Fort McAllister The Naval Bombardments
- Source: David Seibert
- Marker: Fort McAllister The Naval Bombardments
- Location: Fort McAllister State Park
FORT MCALLISTER THE NAVAL BOMBARDMENTS
On July 1st and 29th, 1862, the fort was shelled by Union gunboats and on Nov. 19th by the ironclad “Wissahickon” and two escort craft. Hit below the waterline, “Wissahickon” withdrew after firing 17 11-inch and 25 other shells. The escorts withdrew later after firing 49 100-pdr. and 42 other shells.
On Jan. 27, 1863, the armored monitor “Montauk,” Comdr. J.L. Worden, USN, anchored near the fort, leaving her escort of four gunboats one mile astern. She fired 61 15-inch and 35 11-inch shells, the first use of 15-inch shells against a land battery. On Feb. 1st, “Montauk” and her escort shelled for five hours, killing Major John B. Galle, CSA, wounding 7 gunners, and disabling 1 gun. On Feb. 28th, while her escort shelled the fort, “Montauk” destroyed the CSS “Nashville,” aground 1400 yards NNW.

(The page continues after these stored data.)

use core::sync::atomic::{AtomicU8, Ordering};

use log::debug;

/// Instruction-set levels the dispatcher can select between.
///
/// The x86-64 levels form a ladder; `Neon` is the aarch64 baseline.
/// `Unknown` means detection found no level a kernel is registered
/// for, and SMix construction fails rather than running silently.
#[derive(Debug, Clone, Copy, PartialEq, Eq, PartialOrd, Ord)]
#[repr(u8)]
pub enum InstructionSet {
    /// No recognized instruction set.
    Unknown = 0,
    /// x86-64 baseline.
    Sse2 = 1,
    /// SSSE3 (runs the SSE2 kernel; it offers nothing the hot loops use).
    Ssse3 = 2,
    /// SSE4.1 (per-lane insert/extract layout kernels).
    Sse41 = 3,
    /// AVX (256-bit layout transform, 128-bit mixing).
    Avx = 4,
    /// AVX2 (256-bit throughout).
    Avx2 = 5,
    /// aarch64 NEON.
    Neon = 6,
}

impl InstructionSet {
    fn from_u8(value: u8) -> Self {
        match value {
            1 => Self::Sse2,
            2 => Self::Ssse3,
            3 => Self::Sse41,
            4 => Self::Avx,
            5 => Self::Avx2,
            6 => Self::Neon,
            _ => Self::Unknown,
        }
    }
}

const UNSET: u8 = u8::MAX;

static MAX_INSTRUCTION_SET: AtomicU8 = AtomicU8::new(UNSET);

/// Returns the process-wide instruction-set level.
///
/// The first call runs detection and publishes the result; later calls
/// (and concurrent first calls, detection being deterministic) read the
/// cached value.
pub fn max_instruction_set() -> InstructionSet {
    let cached = MAX_INSTRUCTION_SET.load(Ordering::Acquire);
    if cached != UNSET {
        return InstructionSet::from_u8(cached);
    }
    let detected = detect();
    debug!("detected instruction set {detected:?}");
    MAX_INSTRUCTION_SET.store(detected as u8, Ordering::Release);
    detected
}

/// Overrides the process-wide instruction-set level.
///
/// Intended for tests and benchmarks that force a downgrade. Forcing a
/// level above what the CPU actually supports is undefined.
pub fn set_max_instruction_set(level: InstructionSet) {
    debug!("instruction set forced to {level:?}");
    MAX_INSTRUCTION_SET.store(level as u8, Ordering::Release);
}

cfg_if::cfg_if! {
    if #[cfg(target_arch = "x86_64")] {
        fn detect() -> InstructionSet {
            // top-down ladder; the macro folds in the OS XMM/YMM
            // save-state checks that AVX and AVX2 additionally require
            if std::arch::is_x86_feature_detected!("avx2") {
                InstructionSet::Avx2
            } else if std::arch::is_x86_feature_detected!("avx") {
                InstructionSet::Avx
            } else if std::arch::is_x86_feature_detected!("sse4.1") {
                InstructionSet::Sse41
            } else if std::arch::is_x86_feature_detected!("ssse3") {
                InstructionSet::Ssse3
            } else {
                InstructionSet::Sse2
            }
        }
    } else if #[cfg(target_arch = "aarch64")] {
        fn detect() -> InstructionSet {
            InstructionSet::Neon
        }
    } else {
        fn detect() -> InstructionSet {
            InstructionSet::Unknown
        }
    }
}

#[cfg(test)]
mod tests {
    use super::*;

    #[test]
    fn detection_matches_platform() {
        // query detect() directly: the cached global may be overridden
        // by the round-trip test running in parallel
        let level = detect();

        #[cfg(target_arch = "x86_64")]
        {
            assert!(level >= InstructionSet::Sse2);
            assert!(level <= InstructionSet::Avx2);
            assert_eq!(
                level == InstructionSet::Avx2,
                std::arch::is_x86_feature_detected!("avx2")
            );
        }

        #[cfg(target_arch = "aarch64")]
        assert_eq!(level, InstructionSet::Neon);

        #[cfg(not(any(target_arch = "x86_64", target_arch = "aarch64")))]
        assert_eq!(level, InstructionSet::Unknown);
    }

    #[test]
    fn override_round_trips() {
        let detected = max_instruction_set();
        set_max_instruction_set(InstructionSet::Sse2);
        assert_eq!(max_instruction_set(), InstructionSet::Sse2);
        set_max_instruction_set(detected);
        assert_eq!(max_instruction_set(), detected);
    }
}
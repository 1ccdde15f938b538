//! Distance-from-user support.
//!
//! Haversine great-circle distance plus the "nearest quake" scan used by
//! the list footer and the map pan.

use std::f64::consts::PI;

use crate::models::Quake;

/// Earth radius in kilometers for haversine calculations.
const EARTH_RADIUS_KM: f64 = 6371.0;

/// A user-supplied observation point.
#[derive(Debug, Clone, Copy)]
pub struct GeoPoint {
    pub lat: f64,
    pub lon: f64,
}

impl std::str::FromStr for GeoPoint {
    type Err = String;

    fn from_str(s: &str) -> Result<Self, Self::Err> {
        let parts: Vec<&str> = s.split(',').collect();
        if parts.len() != 2 {
            return Err(format!("position requires 2 values (lat,lon), got {}", parts.len()));
        }

        let vals: Result<Vec<f64>, _> = parts.iter().map(|p| p.trim().parse::<f64>()).collect();
        let vals = vals.map_err(|e| format!("invalid number in position: {e}"))?;

        let point = Self {
            lat: vals[0],
            lon: vals[1],
        };

        if point.lat < -90.0 || point.lat > 90.0 {
            return Err(format!("latitude {} out of range [-90, 90]", point.lat));
        }
        if point.lon < -180.0 || point.lon > 180.0 {
            return Err(format!("longitude {} out of range [-180, 180]", point.lon));
        }

        Ok(point)
    }
}

impl GeoPoint {
    /// Distance from this point to a quake's epicenter, in kilometers.
    #[must_use]
    pub fn distance_to(&self, quake: &Quake) -> f64 {
        haversine_distance(self.lat, self.lon, quake.latitude, quake.longitude)
    }
}

/// Calculate the great-circle distance between two points using the
/// haversine formula. Returns distance in kilometers.
#[must_use]
pub fn haversine_distance(lat1: f64, lon1: f64, lat2: f64, lon2: f64) -> f64 {
    let lat1_rad = lat1 * PI / 180.0;
    let lat2_rad = lat2 * PI / 180.0;
    let delta_lat = (lat2 - lat1) * PI / 180.0;
    let delta_lon = (lon2 - lon1) * PI / 180.0;

    let a = (delta_lat / 2.0).sin().powi(2)
        + lat1_rad.cos() * lat2_rad.cos() * (delta_lon / 2.0).sin().powi(2);
    let c = 2.0 * a.sqrt().asin();

    EARTH_RADIUS_KM * c
}

/// Find the quake nearest to `from`, skipping events whose coordinates
/// defaulted to (0, 0) — those are "location unknown", not the Gulf of
/// Guinea. Returns the index and the distance in km.
#[must_use]
pub fn nearest(from: GeoPoint, quakes: &[Quake]) -> Option<(usize, f64)> {
    quakes
        .iter()
        .enumerate()
        .filter(|(_, q)| q.located)
        .map(|(i, q)| (i, from.distance_to(q)))
        .min_by(|a, b| a.1.total_cmp(&b.1))
}

/// Distance column text: "123.4 km" or a placeholder when the user position
/// or the event location is missing.
#[must_use]
pub fn distance_text(position: Option<GeoPoint>, quake: &Quake) -> String {
    match position {
        Some(p) if quake.located => format!("{:.1} km", p.distance_to(quake)),
        _ => "—".to_string(),
    }
}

On Mar. 3rd, the monitors “Passaic,” “Patapsco” and “Hahant,” Capt. P. Drayton, USN, engaged the fort for eight hours with no more damage to either side than had been suffered in the previous engagements. No further naval bombardments were attempted.
By Act of the Confederate Congress, approved May 1, 1863, the defenders were thanked for their “gallantry and endurance.”